▶ [Instructions for the task]
Write out the records that follow with every word intact.
[Opening Provided records section]
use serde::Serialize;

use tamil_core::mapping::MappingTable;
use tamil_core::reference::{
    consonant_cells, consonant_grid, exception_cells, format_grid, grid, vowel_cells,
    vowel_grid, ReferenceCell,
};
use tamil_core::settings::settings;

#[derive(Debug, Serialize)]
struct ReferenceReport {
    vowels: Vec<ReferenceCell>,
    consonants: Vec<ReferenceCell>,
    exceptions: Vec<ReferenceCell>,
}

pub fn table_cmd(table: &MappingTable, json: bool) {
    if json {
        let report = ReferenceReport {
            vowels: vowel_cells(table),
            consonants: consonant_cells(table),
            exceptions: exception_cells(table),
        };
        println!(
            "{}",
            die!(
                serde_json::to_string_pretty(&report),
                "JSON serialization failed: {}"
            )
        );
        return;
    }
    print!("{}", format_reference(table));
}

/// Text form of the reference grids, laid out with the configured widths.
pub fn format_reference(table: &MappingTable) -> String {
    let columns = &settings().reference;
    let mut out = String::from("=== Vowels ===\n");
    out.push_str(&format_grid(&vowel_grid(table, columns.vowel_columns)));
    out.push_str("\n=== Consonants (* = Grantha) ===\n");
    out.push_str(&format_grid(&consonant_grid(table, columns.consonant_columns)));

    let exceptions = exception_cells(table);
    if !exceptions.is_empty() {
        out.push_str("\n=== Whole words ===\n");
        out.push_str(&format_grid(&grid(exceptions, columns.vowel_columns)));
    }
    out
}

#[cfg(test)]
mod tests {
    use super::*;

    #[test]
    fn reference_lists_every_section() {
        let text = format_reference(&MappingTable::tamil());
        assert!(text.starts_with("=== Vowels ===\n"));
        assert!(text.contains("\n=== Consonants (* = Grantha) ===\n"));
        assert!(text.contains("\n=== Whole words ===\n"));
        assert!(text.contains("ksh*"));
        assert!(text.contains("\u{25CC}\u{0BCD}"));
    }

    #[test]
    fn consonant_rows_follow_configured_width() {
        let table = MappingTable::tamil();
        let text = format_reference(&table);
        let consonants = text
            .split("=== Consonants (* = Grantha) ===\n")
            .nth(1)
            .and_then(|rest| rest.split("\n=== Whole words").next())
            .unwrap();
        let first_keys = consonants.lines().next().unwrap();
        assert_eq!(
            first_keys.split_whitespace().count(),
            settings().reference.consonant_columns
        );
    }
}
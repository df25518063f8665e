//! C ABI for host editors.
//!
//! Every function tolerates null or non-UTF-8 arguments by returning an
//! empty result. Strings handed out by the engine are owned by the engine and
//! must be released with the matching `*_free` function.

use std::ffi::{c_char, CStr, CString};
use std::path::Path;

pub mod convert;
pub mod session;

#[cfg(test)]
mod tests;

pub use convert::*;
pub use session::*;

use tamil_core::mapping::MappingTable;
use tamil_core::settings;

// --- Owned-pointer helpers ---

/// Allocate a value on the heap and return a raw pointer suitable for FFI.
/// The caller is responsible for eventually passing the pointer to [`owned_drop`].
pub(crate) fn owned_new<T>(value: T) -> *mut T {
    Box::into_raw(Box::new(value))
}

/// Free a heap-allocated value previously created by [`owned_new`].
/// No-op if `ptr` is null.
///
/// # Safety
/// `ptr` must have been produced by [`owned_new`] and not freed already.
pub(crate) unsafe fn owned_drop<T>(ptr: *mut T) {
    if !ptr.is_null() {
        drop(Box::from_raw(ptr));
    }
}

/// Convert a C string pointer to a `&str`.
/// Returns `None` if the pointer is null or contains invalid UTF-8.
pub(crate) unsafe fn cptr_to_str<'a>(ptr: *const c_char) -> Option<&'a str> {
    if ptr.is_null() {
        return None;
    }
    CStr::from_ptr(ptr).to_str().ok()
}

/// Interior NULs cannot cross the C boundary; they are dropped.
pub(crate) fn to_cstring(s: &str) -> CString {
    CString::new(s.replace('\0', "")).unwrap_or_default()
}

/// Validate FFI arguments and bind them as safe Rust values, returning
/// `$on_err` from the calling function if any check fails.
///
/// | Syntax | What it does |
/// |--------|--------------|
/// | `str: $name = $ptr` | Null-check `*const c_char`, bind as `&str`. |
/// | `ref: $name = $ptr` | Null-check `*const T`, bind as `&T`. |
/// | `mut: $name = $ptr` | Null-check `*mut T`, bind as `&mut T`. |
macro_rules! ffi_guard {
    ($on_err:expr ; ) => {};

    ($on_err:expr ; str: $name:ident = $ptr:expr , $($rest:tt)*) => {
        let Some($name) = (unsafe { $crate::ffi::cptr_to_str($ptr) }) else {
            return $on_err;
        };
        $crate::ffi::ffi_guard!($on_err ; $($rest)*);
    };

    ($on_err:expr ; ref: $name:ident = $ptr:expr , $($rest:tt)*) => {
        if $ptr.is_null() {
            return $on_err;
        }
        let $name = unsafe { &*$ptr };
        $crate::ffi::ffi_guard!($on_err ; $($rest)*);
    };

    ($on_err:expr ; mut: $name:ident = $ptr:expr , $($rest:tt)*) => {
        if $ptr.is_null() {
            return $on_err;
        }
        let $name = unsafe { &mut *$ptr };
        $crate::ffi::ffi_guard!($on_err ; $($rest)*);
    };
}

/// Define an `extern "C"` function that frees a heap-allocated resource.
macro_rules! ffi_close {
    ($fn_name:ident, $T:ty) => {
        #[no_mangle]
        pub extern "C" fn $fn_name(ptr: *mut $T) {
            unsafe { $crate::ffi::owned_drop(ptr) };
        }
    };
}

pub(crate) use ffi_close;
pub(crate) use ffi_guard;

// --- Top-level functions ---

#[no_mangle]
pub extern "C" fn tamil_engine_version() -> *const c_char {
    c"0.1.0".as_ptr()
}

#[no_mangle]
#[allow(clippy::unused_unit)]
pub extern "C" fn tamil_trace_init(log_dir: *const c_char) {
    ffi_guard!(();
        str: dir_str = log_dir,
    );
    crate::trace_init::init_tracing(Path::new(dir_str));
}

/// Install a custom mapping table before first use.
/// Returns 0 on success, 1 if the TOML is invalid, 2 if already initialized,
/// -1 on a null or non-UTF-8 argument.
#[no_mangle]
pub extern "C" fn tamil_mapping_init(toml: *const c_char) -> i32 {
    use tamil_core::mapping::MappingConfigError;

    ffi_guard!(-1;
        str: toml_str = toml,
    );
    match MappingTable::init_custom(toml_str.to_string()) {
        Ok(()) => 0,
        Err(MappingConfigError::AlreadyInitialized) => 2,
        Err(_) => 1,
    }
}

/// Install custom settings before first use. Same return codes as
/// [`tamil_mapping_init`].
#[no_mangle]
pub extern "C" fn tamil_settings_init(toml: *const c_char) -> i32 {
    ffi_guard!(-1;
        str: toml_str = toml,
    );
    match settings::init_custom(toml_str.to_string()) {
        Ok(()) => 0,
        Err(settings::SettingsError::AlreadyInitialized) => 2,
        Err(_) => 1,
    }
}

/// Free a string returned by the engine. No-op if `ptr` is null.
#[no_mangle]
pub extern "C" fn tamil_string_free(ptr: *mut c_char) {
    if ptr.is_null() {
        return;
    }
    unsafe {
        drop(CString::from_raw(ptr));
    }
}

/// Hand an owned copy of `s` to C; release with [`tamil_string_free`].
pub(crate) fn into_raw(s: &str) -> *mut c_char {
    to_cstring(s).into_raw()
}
[Closing Provided records section]
▶ [Response]
use serde::Serialize;

use tamil_core::mapping::MappingTable;
use tamil_core::reference::{
    consonant_cells, consonant_grid, exception_cells, format_grid, grid, vowel_cells,
    vowel_grid, ReferenceCell,
};
use tamil_core::settings::settings;

#[derive(Debug, Serialize)]
struct ReferenceReport {
    vowels: Vec<ReferenceCell>,
    consonants: Vec<ReferenceCell>,
    exceptions: Vec<ReferenceCell>,
}

pub fn table_cmd(table: &MappingTable, json: bool) {
    if json {
        let report = ReferenceReport {
            vowels: vowel_cells(table),
            consonants: consonant_cells(table),
            exceptions: exception_cells(table),
        };
        println!(
            "{}",
            die!(
                serde_json::to_string_pretty(&report),
                "JSON serialization failed: {}"
            )
        );
        return;
    }
    print!("{}", format_reference(table));
}

/// Text form of the reference grids, laid out with the configured widths.
pub fn format_reference(table: &MappingTable) -> String {
    let columns = &settings().reference;
    let mut out = String::from("=== Vowels ===\n");
    out.push_str(&format_grid(&vowel_grid(table, columns.vowel_columns)));
    out.push_str("\n=== Consonants (* = Grantha) ===\n");
    out.push_str(&format_grid(&consonant_grid(table, columns.consonant_columns)));

    let exceptions = exception_cells(table);
    if !exceptions.is_empty() {
        out.push_str("\n=== Whole words ===\n");
        out.push_str(&format_grid(&grid(exceptions, columns.vowel_columns)));
    }
    out
}

#[cfg(test)]
mod tests {
    use super::*;

    #[test]
    fn reference_lists_every_section() {
        let text = format_reference(&MappingTable::tamil());
        assert!(text.starts_with("=== Vowels ===\n"));
        assert!(text.contains("\n=== Consonants (* = Grantha) ===\n"));
        assert!(text.contains("\n=== Whole words ===\n"));
        assert!(text.contains("ksh*"));
        assert!(text.contains("\u{25CC}\u{0BCD}"));
    }

    #[test]
    fn consonant_rows_follow_configured_width() {
        let table = MappingTable::tamil();
        let text = format_reference(&table);
        let consonants = text
            .split("=== Consonants (* = Grantha) ===\n")
            .nth(1)
            .and_then(|rest| rest.split("\n=== Whole words").next())
            .unwrap();
        let first_keys = consonants.lines().next().unwrap();
        assert_eq!(
            first_keys.split_whitespace().count(),
            settings().reference.consonant_columns
        );
    }
}
repository df25518063f8665e
//! C ABI for host editors.
//!
//! Every function tolerates null or non-UTF-8 arguments by returning an
//! empty result. Strings handed out by the engine are owned by the engine and
//! must be released with the matching `*_free` function.

use std::ffi::{c_char, CStr, CString};
use std::path::Path;

pub mod convert;
pub mod session;

#[cfg(test)]
mod tests;

pub use convert::*;
pub use session::*;

use tamil_core::mapping::MappingTable;
use tamil_core::settings;

// --- Owned-pointer helpers ---

/// Allocate a value on the heap and return a raw pointer suitable for FFI.
/// The caller is responsible for eventually passing the pointer to [`owned_drop`].
pub(crate) fn owned_new<T>(value: T) -> *mut T {
    Box::into_raw(Box::new(value))
}

/// Free a heap-allocated value previously created by [`owned_new`].
/// No-op if `ptr` is null.
///
/// # Safety
/// `ptr` must have been produced by [`owned_new`] and not freed already.
pub(crate) unsafe fn owned_drop<T>(ptr: *mut T) {
    if !ptr.is_null() {
        drop(Box::from_raw(ptr));
    }
}

/// Convert a C string pointer to a `&str`.
/// Returns `None` if the pointer is null or contains invalid UTF-8.
pub(crate) unsafe fn cptr_to_str<'a>(ptr: *const c_char) -> Option<&'a str> {
    if ptr.is_null() {
        return None;
    }
    CStr::from_ptr(ptr).to_str().ok()
}

/// Interior NULs cannot cross the C boundary; they are dropped.
pub(crate) fn to_cstring(s: &str) -> CString {
    CString::new(s.replace('\0', "")).unwrap_or_default()
}

/// Validate FFI arguments and bind them as safe Rust values, returning
/// `$on_err` from the calling function if any check fails.
///
/// | Syntax | What it does |
/// |--------|--------------|
/// | `str: $name = $ptr` | Null-check `*const c_char`, bind as `&str`. |
/// | `ref: $name = $ptr` | Null-check `*const T`, bind as `&T`. |
/// | `mut: $name = $ptr` | Null-check `*mut T`, bind as `&mut T`. |
macro_rules! ffi_guard {
    ($on_err:expr ; ) => {};

    ($on_err:expr ; str: $name:ident = $ptr:expr , $($rest:tt)*) => {
        let Some($name) = (unsafe { $crate::ffi::cptr_to_str($ptr) }) else {
            return $on_err;
        };
        $crate::ffi::ffi_guard!($on_err ; $($rest)*);
    };

    ($on_err:expr ; ref: $name:ident = $ptr:expr , $($rest:tt)*) => {
        if $ptr.is_null() {
            return $on_err;
        }
        let $name = unsafe { &*$ptr };
        $crate::ffi::ffi_guard!($on_err ; $($rest)*);
    };

    ($on_err:expr ; mut: $name:ident = $ptr:expr , $($rest:tt)*) => {
        if $ptr.is_null() {
            return $on_err;
        }
        let $name = unsafe { &mut *$ptr };
        $crate::ffi::ffi_guard!($on_err ; $($rest)*);
    };
}

/// Define an `extern "C"` function that frees a heap-allocated resource.
macro_rules! ffi_close {
    ($fn_name:ident, $T:ty) => {
        #[no_mangle]
        pub extern "C" fn $fn_name(ptr: *mut $T) {
            unsafe { $crate::ffi::owned_drop(ptr) };
        }
    };
}

pub(crate) use ffi_close;
pub(crate) use ffi_guard;

// --- Top-level functions ---

#[no_mangle]
pub extern "C" fn tamil_engine_version() -> *const c_char {
    c"0.1.0".as_ptr()
}

#[no_mangle]
#[allow(clippy::unused_unit)]
pub extern "C" fn tamil_trace_init(log_dir: *const c_char) {
    ffi_guard!(();
        str: dir_str = log_dir,
    );
    crate::trace_init::init_tracing(Path::new(dir_str));
}

/// Install a custom mapping table before first use.
/// Returns 0 on success, 1 if the TOML is invalid, 2 if already initialized,
/// -1 on a null or non-UTF-8 argument.
#[no_mangle]
pub extern "C" fn tamil_mapping_init(toml: *const c_char) -> i32 {
    use tamil_core::mapping::MappingConfigError;

    ffi_guard!(-1;
        str: toml_str = toml,
    );
    match MappingTable::init_custom(toml_str.to_string()) {
        Ok(()) => 0,
        Err(MappingConfigError::AlreadyInitialized) => 2,
        Err(_) => 1,
    }
}

/// Install custom settings before first use. Same return codes as
/// [`tamil_mapping_init`].
#[no_mangle]
pub extern "C" fn tamil_settings_init(toml: *const c_char) -> i32 {
    ffi_guard!(-1;
        str: toml_str = toml,
    );
    match settings::init_custom(toml_str.to_string()) {
        Ok(()) => 0,
        Err(settings::SettingsError::AlreadyInitialized) => 2,
        Err(_) => 1,
    }
}

/// Free a string returned by the engine. No-op if `ptr` is null.
#[no_mangle]
pub extern "C" fn tamil_string_free(ptr: *mut c_char) {
    if ptr.is_null() {
        return;
    }
    unsafe {
        drop(CString::from_raw(ptr));
    }
}

/// Hand an owned copy of `s` to C; release with [`tamil_string_free`].
pub(crate) fn into_raw(s: &str) -> *mut c_char {
    to_cstring(s).into_raw()
}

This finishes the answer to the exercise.